Isle of Man leads the laptop revolution

11th May 2001 at 01:00
The Isle of Man is famous for its tailless Manx cats, TT motorcycle event and three-legged emblem. But now it has another claim to fame: becoming the first authority in the British Isles to give all of its teachers their own laptop computers. The Isle of Man has five secondary schools and 35 primary schools, with around 750 teachers. The Manx government is providing pound;2 million per annum for ICT in schools and the computerpupil ratio in primary schools is 1:7 and in secondary schools 1:5. Last September, the Laptops for Teachers scheme provided every full-time teacher with a computer. The scheme, which cost around pound;1.25 million, loans computers to all teachers, which remain their personal property while they are employed as a teacher. The aim is to replace the machines every three years.

Manx primary schools use Apple Macintosh computers, so primary teachers have Apple G3 PowerBooks, while secondary school teachers have either a Apple laptop or a Compaq portable computer. Each laptop is supplied with Microsoft Office, Filemaker Pro, Apple Works, virus checking software and some software developed in-house by the Isle of Man education department. The department also runs its version of NOF training, which consists of 20-25 sessions, each lasting around 90 minutes. In one memoable session, a hotel conference room was hired out and the teachers attending the training session used laptops equipped with wireless technology to send and receive information.

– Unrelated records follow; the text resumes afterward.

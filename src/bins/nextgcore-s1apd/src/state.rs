//! S1AP task state
//!
//! `S1apState` owns the eNB and UE tables. The MME UE id index and every
//! eNB's UE id collection are derived lookups; all mutation goes through the
//! methods below so the tables never disagree.

use ogs_core::KeyedMap;
use ogs_s1ap::{S1apError, S1apResult, INVALID_ENB_ID, INVALID_MME_UE_S1AP_ID};

use crate::context::*;

/// Aggregate S1AP state
#[derive(Debug, Clone, PartialEq)]
pub struct S1apState {
    /// sctp_assoc_id -> eNB
    pub(crate) enbs: KeyedMap<u32, EnbDescription>,
    /// comp_s1ap_id -> UE
    pub(crate) ues: KeyedMap<u64, UeDescription>,
    /// mme_ue_s1ap_id -> sctp_assoc_id
    pub(crate) mmeid2associd: KeyedMap<u32, u32>,
    /// eNBs that completed S1 Setup and are READY or SHUTDOWN
    pub(crate) num_enbs: u32,
}

impl S1apState {
    pub fn new(max_ues: usize, max_enbs: usize) -> Self {
        Self {
            enbs: KeyedMap::new("s1ap_eNB_coll", max_enbs),
            ues: KeyedMap::new("s1ap_ue_state", max_ues),
            mmeid2associd: KeyedMap::new("s1ap_mme_id2assoc_id_coll", max_ues)
                .with_invalid_key(INVALID_MME_UE_S1AP_ID),
            num_enbs: 0,
        }
    }

    // ------------------------------------------------------------------------
    // Read access
    // ------------------------------------------------------------------------

    pub fn enbs(&self) -> &KeyedMap<u32, EnbDescription> {
        &self.enbs
    }

    pub fn ues(&self) -> &KeyedMap<u64, UeDescription> {
        &self.ues
    }

    pub fn mmeid2associd(&self) -> &KeyedMap<u32, u32> {
        &self.mmeid2associd
    }

    pub fn num_enbs(&self) -> u32 {
        self.num_enbs
    }

    /// READY-or-later eNBs counted from the table
    pub fn ready_enb_count(&self) -> u32 {
        self.enbs.values().filter(|enb| enb.s1_state.is_counted()).count() as u32
    }

    /// Check the incremental counter against the table
    pub fn verify_num_enbs(&self) -> bool {
        let counted = self.ready_enb_count();
        if counted != self.num_enbs {
            log::error!("num_enbs drift: counter {} table {}", self.num_enbs, counted);
            return false;
        }
        true
    }

    pub fn get_enb(&self, sctp_assoc_id: u32) -> Option<&EnbDescription> {
        self.enbs.get(&sctp_assoc_id).ok()
    }

    /// eNB with the given global eNB id
    pub fn get_enb_by_enb_id(&self, enb_id: u32) -> Option<&EnbDescription> {
        if enb_id == INVALID_ENB_ID {
            return None;
        }
        self.enbs.values().find(|enb| enb.enb_id == enb_id)
    }

    pub fn get_ue(&self, comp_s1ap_id: u64) -> Option<&UeDescription> {
        self.ues.get(&comp_s1ap_id).ok()
    }

    pub fn get_ue_mut(&mut self, comp_s1ap_id: u64) -> Option<&mut UeDescription> {
        self.ues.get_mut(&comp_s1ap_id).ok()
    }

    pub fn get_ue_by_enb_and_id(&self, sctp_assoc_id: u32, enb_ue_s1ap_id: u32) -> Option<&UeDescription> {
        self.get_ue(s1ap_generate_comp_id(enb_ue_s1ap_id, sctp_assoc_id))
    }

    /// Composite id of the UE holding `mme_ue_s1ap_id`
    ///
    /// The association index must lead to an eNB whose UE collection holds
    /// the UE; anything else is treated as not found.
    pub fn find_comp_id_by_mme_id(&self, mme_ue_s1ap_id: u32) -> Option<u64> {
        let assoc_id = *self.mmeid2associd.get(&mme_ue_s1ap_id).ok()?;
        let enb = self.get_enb(assoc_id)?;
        let found = enb.ue_id_coll.iter().copied().find(|comp| {
            self.get_ue(*comp)
                .map(|ue| ue.mme_ue_s1ap_id == mme_ue_s1ap_id)
                .unwrap_or(false)
        });
        if found.is_none() {
            log::warn!(
                "MME_UE_S1AP_ID[{:#x}] indexed on assoc {} but not in its UE collection",
                mme_ue_s1ap_id,
                assoc_id
            );
        }
        found
    }

    pub fn get_ue_by_mme_id(&self, mme_ue_s1ap_id: u32) -> Option<&UeDescription> {
        self.find_comp_id_by_mme_id(mme_ue_s1ap_id)
            .and_then(|comp| self.get_ue(comp))
    }

    /// Linear scan for the UE attached to `imsi64`
    pub fn get_ue_by_imsi(&self, imsi_map: &S1apImsiMap, imsi64: u64) -> Option<&UeDescription> {
        self.ues.values().find(|ue| {
            ue.has_mme_ue_s1ap_id() && imsi_map.get_imsi(ue.mme_ue_s1ap_id) == Some(imsi64)
        })
    }

    // ------------------------------------------------------------------------
    // eNB mutation
    // ------------------------------------------------------------------------

    /// Register an eNB; fails if the association is already known
    pub fn add_enb(&mut self, enb: EnbDescription) -> S1apResult<()> {
        let counted = enb.s1_state.is_counted();
        self.enbs.insert(enb.sctp_assoc_id, enb)?;
        if counted {
            self.num_enbs += 1;
        }
        Ok(())
    }

    /// Change the S1 state of an eNB, keeping `num_enbs` in step.
    /// Returns the previous state.
    pub fn set_enb_state(&mut self, sctp_assoc_id: u32, new_state: EnbS1State) -> S1apResult<EnbS1State> {
        let enb = self
            .enbs
            .get_mut(&sctp_assoc_id)
            .map_err(|_| S1apError::UnknownEnb(sctp_assoc_id))?;
        let old_state = enb.s1_state;
        enb.s1_state = new_state;
        match (old_state.is_counted(), new_state.is_counted()) {
            (false, true) => self.num_enbs += 1,
            (true, false) => self.num_enbs = self.num_enbs.saturating_sub(1),
            _ => {}
        }
        if old_state != new_state {
            log::debug!("eNB assoc {} {} -> {}", sctp_assoc_id, old_state, new_state);
        }
        Ok(old_state)
    }

    /// Mutable eNB access for fields other than the S1 state and UE ids
    pub fn update_enb<F>(&mut self, sctp_assoc_id: u32, f: F) -> S1apResult<()>
    where
        F: FnOnce(&mut EnbDescription),
    {
        let enb = self
            .enbs
            .get_mut(&sctp_assoc_id)
            .map_err(|_| S1apError::UnknownEnb(sctp_assoc_id))?;
        let (state, ue_ids) = (enb.s1_state, enb.ue_id_coll.clone());
        f(enb);
        // State and UE membership only change through the indexed paths
        enb.s1_state = state;
        enb.ue_id_coll = ue_ids;
        Ok(())
    }

    /// Hand out the next UE stream on an eNB
    pub fn allocate_stream(&mut self, sctp_assoc_id: u32) -> S1apResult<u16> {
        self.enbs
            .get_mut(&sctp_assoc_id)
            .map(|enb| enb.allocate_stream())
            .map_err(|_| S1apError::UnknownEnb(sctp_assoc_id))
    }

    /// Remove an eNB after removing every UE it serves.
    /// Returns the eNB and its removed UEs.
    pub fn remove_enb(&mut self, sctp_assoc_id: u32) -> Option<(EnbDescription, Vec<UeDescription>)> {
        let ue_ids: Vec<u64> = self.get_enb(sctp_assoc_id)?.ue_id_coll.iter().copied().collect();
        let removed: Vec<UeDescription> = ue_ids.into_iter().filter_map(|comp| self.remove_ue(comp)).collect();
        let enb = self.enbs.remove(&sctp_assoc_id).ok()?;
        if enb.s1_state.is_counted() {
            self.num_enbs = self.num_enbs.saturating_sub(1);
        }
        log::info!(
            "Removed eNB assoc {} enb_id {:#x} with {} UE(s)",
            sctp_assoc_id,
            enb.enb_id,
            removed.len()
        );
        Some((enb, removed))
    }

    // ------------------------------------------------------------------------
    // UE mutation
    // ------------------------------------------------------------------------

    /// Create a UE on an eNB. Nothing is registered if either step fails.
    pub fn new_ue(&mut self, sctp_assoc_id: u32, enb_ue_s1ap_id: u32) -> S1apResult<&mut UeDescription> {
        let ue = UeDescription::new(sctp_assoc_id, enb_ue_s1ap_id);
        let comp = ue.comp_s1ap_id;
        self.insert_ue(ue)?;
        self.ues.get_mut(&comp).map_err(S1apError::from)
    }

    /// Register a complete UE: UE table, eNB collection and, when
    /// attached, the MME UE id index.
    pub fn insert_ue(&mut self, ue: UeDescription) -> S1apResult<()> {
        let comp = ue.comp_s1ap_id;
        let (assoc_id, mme_ue_s1ap_id) = (ue.sctp_assoc_id, ue.mme_ue_s1ap_id);
        if !self.enbs.contains(&assoc_id) {
            return Err(S1apError::UnknownEnb(assoc_id));
        }
        if mme_ue_s1ap_id != INVALID_MME_UE_S1AP_ID {
            self.check_mme_ue_s1ap_id_free(mme_ue_s1ap_id, comp)?;
        }
        self.ues.insert(comp, ue)?;
        if let Ok(enb) = self.enbs.get_mut(&assoc_id) {
            enb.ue_id_coll.insert(comp);
        }
        if mme_ue_s1ap_id != INVALID_MME_UE_S1AP_ID {
            self.index_mme_ue_s1ap_id(mme_ue_s1ap_id, assoc_id);
        }
        Ok(())
    }

    /// Attach an MME UE S1AP ID to a UE and index it
    pub fn set_mme_ue_s1ap_id(&mut self, comp_s1ap_id: u64, mme_ue_s1ap_id: u32) -> S1apResult<()> {
        if mme_ue_s1ap_id == INVALID_MME_UE_S1AP_ID {
            return Err(S1apError::InvalidIeValue {
                ie_name: "MME-UE-S1AP-ID",
                reason: "invalid id".to_string(),
            });
        }
        self.ues.get(&comp_s1ap_id)?;
        self.check_mme_ue_s1ap_id_free(mme_ue_s1ap_id, comp_s1ap_id)?;
        let ue = self.ues.get_mut(&comp_s1ap_id)?;
        let (old, assoc_id) = (ue.mme_ue_s1ap_id, ue.sctp_assoc_id);
        ue.mme_ue_s1ap_id = mme_ue_s1ap_id;
        if old != INVALID_MME_UE_S1AP_ID && old != mme_ue_s1ap_id {
            let _ = self.mmeid2associd.remove(&old);
        }
        self.index_mme_ue_s1ap_id(mme_ue_s1ap_id, assoc_id);
        Ok(())
    }

    /// An MME UE id belongs to at most one live UE
    fn check_mme_ue_s1ap_id_free(&self, mme_ue_s1ap_id: u32, comp_s1ap_id: u64) -> S1apResult<()> {
        match self.find_comp_id_by_mme_id(mme_ue_s1ap_id) {
            Some(holder) if holder != comp_s1ap_id => Err(S1apError::InvalidIeValue {
                ie_name: "MME-UE-S1AP-ID",
                reason: format!("{:#x} already held by UE {:#x}", mme_ue_s1ap_id, holder),
            }),
            _ => Ok(()),
        }
    }

    fn index_mme_ue_s1ap_id(&mut self, mme_ue_s1ap_id: u32, assoc_id: u32) {
        if self.mmeid2associd.insert(mme_ue_s1ap_id, assoc_id).is_err() {
            if let Ok(previous) = self.mmeid2associd.update(mme_ue_s1ap_id, assoc_id) {
                if previous != assoc_id {
                    log::debug!(
                        "MME_UE_S1AP_ID[{:#x}] moved from assoc {} to {}",
                        mme_ue_s1ap_id,
                        previous,
                        assoc_id
                    );
                }
            }
        }
    }

    /// Remove a UE from the UE table, its eNB collection and the MME UE id
    /// index (when the index still points at this UE's association).
    pub fn remove_ue(&mut self, comp_s1ap_id: u64) -> Option<UeDescription> {
        let ue = self.ues.remove(&comp_s1ap_id).ok()?;
        if let Ok(enb) = self.enbs.get_mut(&ue.sctp_assoc_id) {
            enb.ue_id_coll.remove(&comp_s1ap_id);
        }
        if ue.has_mme_ue_s1ap_id() && self.mmeid2associd.get(&ue.mme_ue_s1ap_id).ok() == Some(&ue.sctp_assoc_id) {
            let _ = self.mmeid2associd.remove(&ue.mme_ue_s1ap_id);
        }
        log::debug!(
            "Removed UE ENB_UE_S1AP_ID[{:#x}] MME_UE_S1AP_ID[{:#x}] assoc {}",
            ue.enb_ue_s1ap_id,
            ue.mme_ue_s1ap_id,
            ue.sctp_assoc_id
        );
        Some(ue)
    }

    /// Drop UEs whose MME UE id has no IMSI, and collection entries with no
    /// UE behind them. Returns the number of UEs removed.
    pub fn remove_ues_without_imsi_from_ue_id_coll(&mut self, imsi_map: &S1apImsiMap) -> usize {
        for assoc_id in self.enbs.keys() {
            let dangling: Vec<u64> = match self.enbs.get(&assoc_id) {
                Ok(enb) => enb
                    .ue_id_coll
                    .iter()
                    .copied()
                    .filter(|comp| !self.ues.contains(comp))
                    .collect(),
                Err(_) => continue,
            };
            if let Ok(enb) = self.enbs.get_mut(&assoc_id) {
                for comp in dangling {
                    enb.ue_id_coll.remove(&comp);
                }
            }
        }

        let orphans: Vec<u64> = self
            .ues
            .iter()
            .filter(|(_, ue)| !ue.has_mme_ue_s1ap_id() || imsi_map.get_imsi(ue.mme_ue_s1ap_id).is_none())
            .map(|(comp, _)| *comp)
            .collect();
        let count = orphans.len();
        for comp in orphans {
            self.remove_ue(comp);
        }
        if count > 0 {
            log::info!("Removed {} UE(s) without IMSI", count);
        }
        count
    }

    /// Every index agrees with the UE table
    pub fn is_consistent(&self) -> bool {
        for (comp, ue) in self.ues.iter() {
            match self.get_enb(ue.sctp_assoc_id) {
                Some(enb) if enb.ue_id_coll.contains(comp) => {}
                _ => return false,
            }
            if ue.has_mme_ue_s1ap_id() && self.find_comp_id_by_mme_id(ue.mme_ue_s1ap_id) != Some(*comp) {
                return false;
            }
        }
        for enb in self.enbs.values() {
            if enb.ue_id_coll.iter().any(|comp| !self.ues.contains(comp)) {
                return false;
            }
        }
        self.verify_num_enbs()
    }

    /// Drop every entry
    pub fn clear(&mut self) {
        let _ = self.ues.clear();
        let _ = self.mmeid2associd.clear();
        let _ = self.enbs.clear();
        self.num_enbs = 0;
    }
}

// ============================================================================
// IMSI side table
// ============================================================================

/// mme_ue_s1ap_id -> IMSI
#[derive(Debug, Clone, PartialEq)]
pub struct S1apImsiMap {
    pub(crate) mme_ue_id_imsi_htbl: KeyedMap<u32, u64>,
}

impl S1apImsiMap {
    pub fn new(max_ues: usize) -> Self {
        Self {
            mme_ue_id_imsi_htbl: KeyedMap::new("s1ap_mme_ue_id_imsi_htbl", max_ues)
                .with_invalid_key(INVALID_MME_UE_S1AP_ID),
        }
    }

    pub fn get_imsi(&self, mme_ue_s1ap_id: u32) -> Option<u64> {
        self.mme_ue_id_imsi_htbl.get(&mme_ue_s1ap_id).ok().copied()
    }

    /// Insert or overwrite
    pub fn insert(&mut self, mme_ue_s1ap_id: u32, imsi64: u64) -> S1apResult<()> {
        match self.mme_ue_id_imsi_htbl.insert(mme_ue_s1ap_id, imsi64) {
            Ok(()) => Ok(()),
            Err(ogs_core::MapError::KeyAlreadyExists) => {
                self.mme_ue_id_imsi_htbl.update(mme_ue_s1ap_id, imsi64)?;
                Ok(())
            }
            Err(e) => Err(e.into()),
        }
    }

    pub fn remove(&mut self, mme_ue_s1ap_id: u32) -> Option<u64> {
        self.mme_ue_id_imsi_htbl.remove(&mme_ue_s1ap_id).ok()
    }

    pub fn find_mme_ue_s1ap_id(&self, imsi64: u64) -> Option<u32> {
        self.mme_ue_id_imsi_htbl.for_each(|_, imsi| *imsi == imsi64).ok()
    }

    pub fn entries(&self) -> &KeyedMap<u32, u64> {
        &self.mme_ue_id_imsi_htbl
    }

    pub fn len(&self) -> usize {
        self.mme_ue_id_imsi_htbl.size()
    }

    pub fn is_empty(&self) -> bool {
        self.mme_ue_id_imsi_htbl.is_empty()
    }

    pub fn clear(&mut self) {
        let _ = self.mme_ue_id_imsi_htbl.clear();
    }
}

John Thornley, ICT adviser at the department of education says: "Unless teachers have access to a laptop, training will not be as effective as it should be. Computers are now a fundamental part of their job. You wouldn't ask someone working in a bank to provide their own computer, so why should you expect a teacher to?" All primary schools and one secondary school are equipped with wireless networks so teachers can roam sites and access information from almost anywhere on their laptops: " It means that during a lesson, a teacher can sit alongside a pupil and call up information, send emails or access the Internet." Thornley says teachers now take the technology for granted. But the laptops scheme has created some problems: "There is always the problem of who gets a computer. The scheme doesn't cover part-time teaching staff or support staff and that does create some unhappiness." But despite this, he has no doubt about the value of the scheme: "Getting teachers their own laptops has made more of a difference than all the other ICT initiatives we've run during the past 10 years."